Use Pruna P-video through AI Gateway

This tutorial shows how to call the Pruna's P-video ↗ model on Replicate through AI Gateway.

Prerequisites

A Cloudflare account ↗
A Replicate account ↗ with an API token

1. Get a Replicate API token

Go to replicate.com ↗ and sign up for an account.
Once logged in, go to replicate.com/settings/api-tokens ↗.
Select Create token and give it a name.
Copy the token and store it somewhere safe.

Go to AI Gateway

Log into the Cloudflare dashboard ↗ and select your account.
Go to AI > AI Gateway.
Select Create Gateway.
Enter your Gateway name. Note: Gateway name has a 64 character limit.
Select Create.

To set up an AI Gateway using the API:

Create an API token with the following permissions:
- AI Gateway - Read
- AI Gateway - Edit
Get your Account ID.
Using that API token and Account ID, send a POST request to the Cloudflare API.

Note your Account ID and Gateway name for use in later steps.

To add authentication to your gateway, refer to Authenticated Gateway.

3. Construct the gateway URL

Replace the standard Replicate API base URL with the AI Gateway URL:

# Instead of:
https://api.replicate.com/v1

# Use:
https://gateway.ai.cloudflare.com/v1/{account_id}/{gateway_id}/replicate

For example, if your account ID is abc123 and your gateway is my-gateway:

https://gateway.ai.cloudflare.com/v1/abc123/my-gateway/replicate

4. Generate a video

P-video predictions generally complete within 30 seconds. Because this is under Replicate's 60-second synchronous limit, you can use the Prefer: wait header to send a request and get the result in a single call:

curl https://gateway.ai.cloudflare.com/v1/{account_id}/{gateway_id}/replicate/predictions \
  --header "Authorization: Bearer {replicate_api_token}" \
  --header "cf-aig-authorization: Bearer {cloudflare_api_token}" \
  --header "Content-Type: application/json" \
  --header "Prefer: wait" \
  --data '{
    "version": "prunaai/p-video",
    "input": {
      "prompt": "A cat walking through a field of flowers in slow motion",
      "duration": 5,
      "aspect_ratio": "16:9",
      "resolution": "720p",
      "fps": 24
    }
  }'

Authorization — your Replicate API token (authenticates with Replicate).
cf-aig-authorization — your Cloudflare API token (for authenticated gateways).
Prefer: wait — blocks until the prediction completes instead of returning immediately.

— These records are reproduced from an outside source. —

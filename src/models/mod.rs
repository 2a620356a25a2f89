//! # Data Models
//!
//! This module contains all the data models used throughout the Beacon service.

use serde::{Deserialize, Serialize};
use utoipa::ToSchema;

pub mod client;
pub mod client_config;
pub mod department;
pub mod division;
pub mod employee;
pub mod survey_response;
pub mod survey_token;
pub mod team;

pub use client::Entity as Client;
pub use client_config::Entity as ClientConfig;
pub use department::Entity as Department;
pub use division::Entity as Division;
pub use employee::Entity as Employee;
pub use survey_response::Entity as SurveyResponse;
pub use survey_token::Entity as SurveyToken;
pub use team::Entity as Team;

/// Basic service information response
#[derive(Debug, Clone, Serialize, Deserialize, ToSchema)]
pub struct ServiceInfo {
    /// The name of the service
    pub service: String,
    /// The version of the service
    pub version: String,
}

impl Default for ServiceInfo {
    fn default() -> Self {
        Self {
            service: "beacon".to_string(),
            version: env!("CARGO_PKG_VERSION").to_string(),
        }
    }
}
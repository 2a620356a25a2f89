//! # Beacon Library
//!
//! Core of the Beacon wellbeing survey service: score mapping, risk
//! classification, dashboard aggregation, persistence, SMS delivery and the
//! HTTP surface.

pub mod auth;
pub mod config;
pub mod dashboard;
pub mod db;
pub mod demo;
pub mod error;
pub mod export;
pub mod handlers;
pub mod links;
pub mod models;
pub mod repositories;
pub mod risk;
pub mod scoring;
pub mod server;
pub mod sms;
pub mod telemetry;
pub use migration;
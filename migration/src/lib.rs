//! Database migrations for the Beacon survey service.
//!
//! This module contains all database migrations using SeaORM Migration.

pub use sea_orm_migration::prelude::*;

mod m2025_01_06_000001_create_clients;
mod m2025_01_06_000002_create_org_hierarchy;
mod m2025_01_06_000003_create_survey_tokens;
mod m2025_01_06_000004_create_survey_responses;

pub struct Migrator;

#[async_trait::async_trait]
impl MigratorTrait for Migrator {
    fn migrations() -> Vec<Box<dyn MigrationTrait>> {
        vec![
            Box::new(m2025_01_06_000001_create_clients::Migration),
            Box::new(m2025_01_06_000002_create_org_hierarchy::Migration),
            Box::new(m2025_01_06_000003_create_survey_tokens::Migration),
            Box::new(m2025_01_06_000004_create_survey_responses::Migration),
        ]
    }
}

For a full list of available input parameters, check out the prunaai/p-video model page ↗ on Replicate.

When the prediction completes, the response includes the output field with a URL to the generated video file.

5. (Optional) Use async polling for longer requests

If your request may exceed 60 seconds (for example, with longer durations or higher resolutions), use async mode instead. Send the request without the Prefer: wait header:

curl https://gateway.ai.cloudflare.com/v1/{account_id}/{gateway_id}/replicate/predictions \
  --header "Authorization: Bearer {replicate_api_token}" \
  --header "cf-aig-authorization: Bearer {cloudflare_api_token}" \
  --header "Content-Type: application/json" \
  --data '{
    "version": "prunaai/p-video",
    "input": {
      "prompt": "A cat walking through a field of flowers in slow motion",
      "duration": 5,
      "aspect_ratio": "16:9",
      "resolution": "720p",
      "fps": 24
    }
  }'

The response includes a prediction id:

{
  "id": "xyz789...",
  "status": "starting",
  "urls": {
    "get": "https://api.replicate.com/v1/predictions/xyz789...",
    "cancel": "https://api.replicate.com/v1/predictions/xyz789.../cancel"
  }
}

Poll the prediction status until it completes:

curl https://gateway.ai.cloudflare.com/v1/{account_id}/{gateway_id}/replicate/predictions/{prediction_id} \
  --header "Authorization: Bearer {replicate_api_token}" \
  --header "cf-aig-authorization: Bearer {cloudflare_api_token}"

Keep polling until status is succeeded (or failed). When complete, the output field contains a URL to the generated video file.

Next steps

From here you can:

Use logging to monitor requests and debug issues.
Set up rate limiting to control usage.
Use other models on Replicate or our other supported providers through AI Gateway.